Anyway, so far Stephen is nailing it as the guy you forget is also in the room. He currently has zero sway among the larger group, but I could see him cruising underneath the fray to the end of this season.
13. Kristen Kish (Top Chef)
We need to see more from Kristen—to this point, she’s mostly just made a handful of chef-related puns.
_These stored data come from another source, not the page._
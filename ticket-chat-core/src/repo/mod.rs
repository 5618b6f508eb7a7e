pub mod memory;
pub mod message_repo;
pub mod participant_repo;
pub mod session_repo;

pub use memory::{
    FaultInjector, InMemoryMessageRepository, InMemoryParticipantIndex,
    InMemorySessionRepository, InMemoryStore, StoreOp,
};
pub use message_repo::PgMessageRepository;
pub use participant_repo::PgParticipantIndexRepository;
pub use session_repo::PgSessionRepository;

use crate::db::DatabaseError;
use crate::models::{
    ChatMessage, ChatSession, IssueParticipant, IssueParticipantKey, ParticipantRole, SessionKey,
};
use async_trait::async_trait;
use chrono::{DateTime, Utc};
use uuid::Uuid;

/// Access to the `chat_sessions` table.
///
/// Every call touches exactly one row; there is no way to write a session and
/// its index rows atomically.
#[async_trait]
pub trait SessionRepository: Send + Sync {
    async fn insert(&self, session: &ChatSession) -> Result<(), DatabaseError>;

    async fn find(&self, key: &SessionKey) -> Result<Option<ChatSession>, DatabaseError>;

    async fn find_by_issue(
        &self,
        project_id: Uuid,
        issue_id: Uuid,
    ) -> Result<Vec<ChatSession>, DatabaseError>;

    /// Sets one entry of the participant map. Returns false if the row is absent.
    async fn put_participant(
        &self,
        key: &SessionKey,
        user_id: Uuid,
        role: ParticipantRole,
        modified_at: DateTime<Utc>,
    ) -> Result<bool, DatabaseError>;

    /// Drops one entry of the participant map. Returns false if the row is absent.
    async fn remove_participant(
        &self,
        key: &SessionKey,
        user_id: Uuid,
        modified_at: DateTime<Utc>,
    ) -> Result<bool, DatabaseError>;

    async fn delete(&self, key: &SessionKey) -> Result<bool, DatabaseError>;
}

/// Access to the `issue_participants` reverse index.
#[async_trait]
pub trait ParticipantIndexRepository: Send + Sync {
    /// Insert or overwrite the row for the participant's key.
    async fn upsert(&self, row: &IssueParticipant) -> Result<(), DatabaseError>;

    /// Returns whether a row existed. Deleting a missing row succeeds.
    async fn delete(&self, key: &IssueParticipantKey) -> Result<bool, DatabaseError>;

    async fn find(
        &self,
        key: &IssueParticipantKey,
    ) -> Result<Option<IssueParticipant>, DatabaseError>;

    async fn find_by_user(&self, user_id: Uuid) -> Result<Vec<IssueParticipant>, DatabaseError>;
}

/// Access to the `chat_messages` log.
#[async_trait]
pub trait MessageRepository: Send + Sync {
    async fn insert(&self, message: &ChatMessage) -> Result<(), DatabaseError>;

    async fn find(
        &self,
        session_id: Uuid,
        message_id: Uuid,
    ) -> Result<Option<ChatMessage>, DatabaseError>;

    /// All messages of a session, ascending by message id.
    async fn find_by_session(&self, session_id: Uuid) -> Result<Vec<ChatMessage>, DatabaseError>;

    async fn update_content(
        &self,
        session_id: Uuid,
        message_id: Uuid,
        content: &str,
    ) -> Result<bool, DatabaseError>;

    async fn update_url(
        &self,
        session_id: Uuid,
        message_id: Uuid,
        url: &str,
    ) -> Result<bool, DatabaseError>;

    async fn delete(&self, session_id: Uuid, message_id: Uuid) -> Result<bool, DatabaseError>;
}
But I think we will: I’d be pretty surprised if the Traitors choose to murder her in the woods in the next episode.
14. Mark Ballas (Dancing With the Stars)
Lisa really hits the nail on the head in the season premiere when she says, “Is that Kenny G?” This guy looks exactly like Kenny G, and I’m sure he gets pretty upset every time someone points this out.
15. Caroline Stanbury (The Real Housewives of Dubai)
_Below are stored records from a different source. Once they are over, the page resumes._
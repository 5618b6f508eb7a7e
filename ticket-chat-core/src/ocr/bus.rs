use std::collections::HashMap;
use std::sync::{Arc, Mutex, PoisonError};
use std::time::Duration;

use async_trait::async_trait;
use serde::Serialize;
use tokio::sync::broadcast;
use tracing::{debug, warn};

use crate::config::OcrConfig;
use crate::error::{ChatError, ChatResult};

use super::events::EventEnvelope;

/// Hands envelopes to a message broker.
#[async_trait]
pub trait EventPublisher: Send + Sync {
    fn name(&self) -> &str;

    /// Returns once the broker has accepted the event.
    async fn publish(&self, envelope: &EventEnvelope) -> ChatResult<()>;
}

/// In-process broker: one broadcast channel per topic.
///
/// There is no retention: a publish to a topic nobody subscribes to fails
/// with `BrokerUnavailable` instead of dropping the event.
pub struct InMemoryEventBus {
    capacity: usize,
    topics: Mutex<HashMap<String, broadcast::Sender<EventEnvelope>>>,
}

impl InMemoryEventBus {
    pub fn new(capacity: usize) -> Self {
        Self {
            capacity: capacity.max(1),
            topics: Mutex::new(HashMap::new()),
        }
    }

    pub fn subscribe(&self, topic: &str) -> broadcast::Receiver<EventEnvelope> {
        self.sender(topic).subscribe()
    }

    pub fn subscriber_count(&self, topic: &str) -> usize {
        self.lock()
            .get(topic)
            .map(|tx| tx.receiver_count())
            .unwrap_or(0)
    }

    /// Drops the topic's sender so its receivers see the channel close.
    pub fn close_topic(&self, topic: &str) {
        self.lock().remove(topic);
    }

    fn sender(&self, topic: &str) -> broadcast::Sender<EventEnvelope> {
        self.lock()
            .entry(topic.to_string())
            .or_insert_with(|| broadcast::channel(self.capacity).0)
            .clone()
    }

    fn lock(&self) -> std::sync::MutexGuard<'_, HashMap<String, broadcast::Sender<EventEnvelope>>> {
        self.topics.lock().unwrap_or_else(PoisonError::into_inner)
    }
}

#[async_trait]
impl EventPublisher for InMemoryEventBus {
    fn name(&self) -> &str {
        "in-memory"
    }

    async fn publish(&self, envelope: &EventEnvelope) -> ChatResult<()> {
        let receivers = self
            .sender(&envelope.topic)
            .send(envelope.clone())
            .map_err(|_| {
                ChatError::BrokerUnavailable(format!("no subscribers on topic {}", envelope.topic))
            })?;

        debug!(topic = %envelope.topic, key = %envelope.key, receivers, "Event published");
        Ok(())
    }
}

#[derive(Serialize)]
struct ProduceRecord<'a> {
    key: &'a str,
    value: &'a serde_json::Value,
}

#[derive(Serialize)]
struct ProduceRequest<'a> {
    records: Vec<ProduceRecord<'a>>,
}

/// Publishes through a broker's REST proxy: `POST {base}/topics/{topic}`.
pub struct HttpEventPublisher {
    client: reqwest::Client,
    base_url: String,
}

impl HttpEventPublisher {
    pub fn new(base_url: &str, timeout: Duration) -> ChatResult<Self> {
        let client = reqwest::Client::builder()
            .timeout(timeout)
            .build()
            .map_err(|e| ChatError::Config(format!("Failed to create HTTP client: {}", e)))?;

        Ok(Self {
            client,
            base_url: base_url.trim_end_matches('/').to_string(),
        })
    }

    fn topic_url(&self, topic: &str) -> String {
        format!("{}/topics/{}", self.base_url, topic)
    }
}

#[async_trait]
impl EventPublisher for HttpEventPublisher {
    fn name(&self) -> &str {
        "http"
    }

    async fn publish(&self, envelope: &EventEnvelope) -> ChatResult<()> {
        let body = ProduceRequest {
            records: vec![ProduceRecord {
                key: &envelope.key,
                value: &envelope.payload,
            }],
        };

        let response = self
            .client
            .post(self.topic_url(&envelope.topic))
            .json(&body)
            .send()
            .await?;

        if !response.status().is_success() {
            let status = response.status();
            let text = response.text().await.unwrap_or_default();
            warn!(topic = %envelope.topic, status = %status, "Broker rejected event");
            return Err(ChatError::BrokerUnavailable(format!(
                "topic {} returned {}: {}",
                envelope.topic, status, text
            )));
        }

        debug!(topic = %envelope.topic, key = %envelope.key, "Event published to broker");
        Ok(())
    }
}

/// The publisher the OCR settings ask for.
///
/// `None` when OCR is disabled or no broker URL is set. An in-process bus
/// would accept requests that no extraction service ever reads.
pub fn publisher_from_config(config: &OcrConfig) -> ChatResult<Option<Arc<dyn EventPublisher>>> {
    if !config.enabled {
        return Ok(None);
    }

    if !config.uses_external_broker() {
        warn!("OCR is enabled but no broker URL is set, file messages will not be enriched");
        return Ok(None);
    }

    let publisher = HttpEventPublisher::new(
        &config.broker_url,
        Duration::from_secs(config.publish_timeout_secs),
    )?;
    Ok(Some(Arc::new(publisher)))
}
On night one, Caroline dresses as either David Byrne in Stop Making Sense or the Little Rascals trying to get a bank loan:

Game-wise, Caroline seems to have made a lot of friends, but thanks to Colton’s shaky-ass hands, she’s on the chopping block heading into Episode 4. Plus, in terms of the Housewife hierarchy, Dubai is undoubtedly on the bottom. Lisa and Candiace seem to have zero qualms about shanking her.
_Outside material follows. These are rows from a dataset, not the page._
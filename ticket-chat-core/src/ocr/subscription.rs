use std::time::Duration;

use chrono::Utc;
use reqwest::header::{ACCEPT, CONTENT_TYPE};
use serde::{Deserialize, Serialize};
use tracing::{debug, info, warn};

use crate::error::{ChatError, ChatResult};

use super::events::EventEnvelope;

const V2_JSON: &str = "application/vnd.kafka.v2+json";
const V2_JSON_RECORDS: &str = "application/vnd.kafka.json.v2+json";

#[derive(Serialize)]
struct CreateConsumer<'a> {
    format: &'a str,
    #[serde(rename = "auto.offset.reset")]
    auto_offset_reset: &'a str,
    #[serde(rename = "auto.commit.enable")]
    auto_commit_enable: &'a str,
}

#[derive(Deserialize)]
struct ConsumerInstance {
    instance_id: String,
    base_uri: String,
}

#[derive(Serialize)]
struct Subscribe<'a> {
    topics: [&'a str; 1],
}

#[derive(Deserialize)]
struct PolledRecord {
    topic: String,
    #[serde(default)]
    key: Option<serde_json::Value>,
    value: serde_json::Value,
    partition: i32,
    offset: i64,
}

/// A consumer-group member reading one topic through the broker's REST proxy.
///
/// Offsets are only committed by [`BrokerSubscription::commit`], so records
/// fetched but not committed are delivered again to the group.
pub struct BrokerSubscription {
    client: reqwest::Client,
    instance_url: String,
    instance_id: String,
    topic: String,
}

impl BrokerSubscription {
    /// Joins `group` as a new consumer instance and subscribes it to `topic`.
    pub async fn open(
        base_url: &str,
        group: &str,
        topic: &str,
        timeout: Duration,
    ) -> ChatResult<Self> {
        let client = reqwest::Client::builder()
            .timeout(timeout)
            .build()
            .map_err(|e| ChatError::Config(format!("Failed to create HTTP client: {}", e)))?;

        let url = format!("{}/consumers/{}", base_url.trim_end_matches('/'), group);
        let response = client
            .post(&url)
            .header(CONTENT_TYPE, V2_JSON)
            .json(&CreateConsumer {
                format: "json",
                auto_offset_reset: "earliest",
                auto_commit_enable: "false",
            })
            .send()
            .await?;
        let instance: ConsumerInstance = expect_success(response, "create consumer")
            .await?
            .json()
            .await?;

        let subscription = Self {
            client,
            instance_url: instance.base_uri.trim_end_matches('/').to_string(),
            instance_id: instance.instance_id,
            topic: topic.to_string(),
        };

        let response = subscription
            .client
            .post(format!("{}/subscription", subscription.instance_url))
            .header(CONTENT_TYPE, V2_JSON)
            .json(&Subscribe { topics: [topic] })
            .send()
            .await?;
        if let Err(e) = expect_success(response, "subscribe").await {
            subscription.close().await.ok();
            return Err(e);
        }

        info!(
            group = group,
            instance = %subscription.instance_id,
            topic = topic,
            "Subscribed to broker topic"
        );
        Ok(subscription)
    }

    pub fn topic(&self) -> &str {
        &self.topic
    }

    /// Fetches the records the proxy has buffered for this instance. An empty
    /// batch means nothing new arrived.
    pub async fn poll(&self) -> ChatResult<Vec<EventEnvelope>> {
        let response = self
            .client
            .get(format!("{}/records", self.instance_url))
            .header(ACCEPT, V2_JSON_RECORDS)
            .send()
            .await?;
        let records: Vec<PolledRecord> = expect_success(response, "poll").await?.json().await?;

        let received_at = Utc::now();
        let envelopes: Vec<EventEnvelope> = records
            .into_iter()
            .map(|record| {
                debug!(
                    topic = %record.topic,
                    partition = record.partition,
                    offset = record.offset,
                    "Record received"
                );
                EventEnvelope {
                    topic: record.topic,
                    key: record_key(record.key),
                    payload: record.value,
                    published_at: received_at,
                }
            })
            .collect();

        Ok(envelopes)
    }

    /// Commits every record fetched so far.
    pub async fn commit(&self) -> ChatResult<()> {
        let response = self
            .client
            .post(format!("{}/offsets", self.instance_url))
            .header(CONTENT_TYPE, V2_JSON)
            .send()
            .await?;
        expect_success(response, "commit offsets").await?;
        Ok(())
    }

    /// Leaves the group so its partitions are handed to the remaining members.
    pub async fn close(self) -> ChatResult<()> {
        let response = self
            .client
            .delete(&self.instance_url)
            .header(CONTENT_TYPE, V2_JSON)
            .send()
            .await?;
        expect_success(response, "close consumer").await?;

        info!(instance = %self.instance_id, "Left consumer group");
        Ok(())
    }
}

fn record_key(key: Option<serde_json::Value>) -> String {
    match key {
        Some(serde_json::Value::String(key)) => key,
        Some(serde_json::Value::Null) | None => String::new(),
        Some(other) => other.to_string(),
    }
}

async fn expect_success(response: reqwest::Response, action: &str) -> ChatResult<reqwest::Response> {
    if response.status().is_success() {
        return Ok(response);
    }

    let status = response.status();
    let text = response.text().await.unwrap_or_default();
    warn!(action = action, status = %status, "Broker rejected consumer request");
    Err(ChatError::BrokerUnavailable(format!(
        "{} returned {}: {}",
        action, status, text
    )))
}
16. Eric Nam (Singer-Songwriter)
Forgive me, but: Am I supposed to know who this guy is? Everything I know about him I have learned from his Wikipedia, which essentially boils down to two interesting things:
- He got a job at Deloitte.
- During the 2018 Winter Olympics in South Korea, he, I quote, “appeared on the prime-time Olympic broadcast of American television network NBC, providing an in-depth look at K-pop.” The hosts of that segment? Definitely-not-close-friends Johnny Weir and Tara Lipinski. [Gasp!]
Either way, this sweet little soul is constantly on the short list to be murdered, and if it doesn’t happen at the beginning of Episode 4, it’ll probably happen soon after.
17. Johnny Weir (Olympic skater)
Johnny Weir fell headfirst into a loch.

18. Michael Rapaport (Generally Bad Hang)
Jesus, talk about the worst dude ever. Fresh off announcing a mayoral run against Zohran Mamdani in 2029, Rapaport is here in Scotland being the most annoying presence these other reality stars—and I repeat: These are people who have been on reality TV—have ever experienced. He is incredibly abrasive, deeply distracting, and off-puttingly fawning when it comes to the Real Housewives. (Stop calling yourself a glorified Housewife, my guy.) His personal vendetta against Yam Yam seems, at least in the context of everything we know about Rapaport’s politics, based entirely on Yam Yam’s ethnicity and sexual orientation. Whenever Rapaport gets banished—and it will happen—it won’t be because anyone thinks he’s a Traitor; it’ll be because everyone is just sick of his fucking guts.
Also, who drinks water like this?!

19. Ron Funches (Comedian)
Sorry, Ron. You’re definitely gonna die soon.